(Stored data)
■ ■ ■ ■ ■ ■ ■

#![recursion_limit = "1024"]

#[macro_use]
extern crate error_chain;
#[macro_use]
extern crate lazy_static;
#[macro_use]
extern crate log;
#[macro_use]
extern crate serde_derive;

pub mod chain;
pub mod errors;
pub mod raven_layer;
pub mod util;
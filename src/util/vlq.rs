//! Variable-length quantity codec used by the transaction packing format.
//!
//! Values are stored as big-endian 7-bit groups with the continuation bit set
//! on every byte except the last; signed values are zigzag-mapped first. This
//! is the MIDI-style VLQ, *not* the little-endian varint of the Bitcoin wire
//! format, and the stored records depend on it staying that way.

/// Longest possible encoding of a 64-bit value (ceil(64 / 7) bytes).
pub const MAX_LEN: usize = 10;

/// Appends the VLQ encoding of `x` to `buf`, returning the number of bytes
/// written.
pub fn push_uint(buf: &mut Vec<u8>, mut x: u64) -> usize {
    let mut tmp = [0u8; MAX_LEN];
    let mut i = MAX_LEN - 1;
    tmp[i] = (x & 0x7f) as u8;
    x >>= 7;
    while x > 0 {
        i -= 1;
        tmp[i] = (x & 0x7f) as u8 | 0x80;
        x >>= 7;
    }
    buf.extend_from_slice(&tmp[i..]);
    MAX_LEN - i
}

/// Appends the zigzag VLQ encoding of `v` to `buf`, returning the number of
/// bytes written.
pub fn push_int(buf: &mut Vec<u8>, v: i64) -> usize {
    push_uint(buf, ((v << 1) ^ (v >> 63)) as u64)
}

/// Reads one VLQ value from the front of `buf`. Returns the value and the
/// number of bytes consumed, or `None` when the buffer ends before the final
/// group or the value overflows 64 bits.
pub fn read_uint(buf: &[u8]) -> Option<(u64, usize)> {
    let mut x: u64 = 0;
    for (n, &b) in buf.iter().enumerate() {
        if x > u64::max_value() >> 7 {
            return None;
        }
        x = (x << 7) | u64::from(b & 0x7f);
        if b & 0x80 == 0 {
            return Some((x, n + 1));
        }
    }
    None
}

/// Signed counterpart of [`read_uint`], undoing the zigzag mapping.
pub fn read_int(buf: &[u8]) -> Option<(i64, usize)> {
    let (ux, n) = read_uint(buf)?;
    Some((((ux >> 1) as i64) ^ -((ux & 1) as i64), n))
}

#[cfg(test)]
mod tests {
    use super::*;

    #[test]
    fn blocktime_fixture() {
        // Stored prefix of every mainnet record packed at 2019-04-09 18:41:43 UTC.
        let mut buf = Vec::new();
        assert_eq!(push_int(&mut buf, 1554837703), 5);
        assert_eq!(hex::encode(&buf), "8bcae7c30e");
        assert_eq!(read_int(&buf), Some((1554837703, 5)));
    }

    #[test]
    fn signed_round_trip() {
        for &v in &[
            0i64,
            1,
            -1,
            63,
            64,
            -64,
            -65,
            1554837703,
            -1554837703,
            i64::max_value(),
            i64::min_value(),
        ] {
            let mut buf = Vec::new();
            let n = push_int(&mut buf, v);
            assert_eq!(buf.len(), n);
            assert_eq!(read_int(&buf), Some((v, n)), "value {}", v);
        }
    }

    #[test]
    fn single_byte_values() {
        let mut buf = Vec::new();
        assert_eq!(push_uint(&mut buf, 0), 1);
        assert_eq!(buf, [0x00]);
        buf.clear();
        assert_eq!(push_uint(&mut buf, 127), 1);
        assert_eq!(buf, [0x7f]);
        buf.clear();
        assert_eq!(push_uint(&mut buf, 128), 2);
        assert_eq!(buf, [0x81, 0x00]);
    }

    #[test]
    fn rejects_truncated_input() {
        assert_eq!(read_uint(&[]), None);
        // continuation bit set on the last available byte
        assert_eq!(read_uint(&[0x8b, 0xca]), None);
    }

    #[test]
    fn rejects_overlong_input() {
        // eleven groups cannot fit in 64 bits
        assert_eq!(read_uint(&[0xff; 11]), None);
    }
}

■ ■ ■ ■ ■ ■ ■

Reply with one number, the count of lines in the records that include the word "returning".

2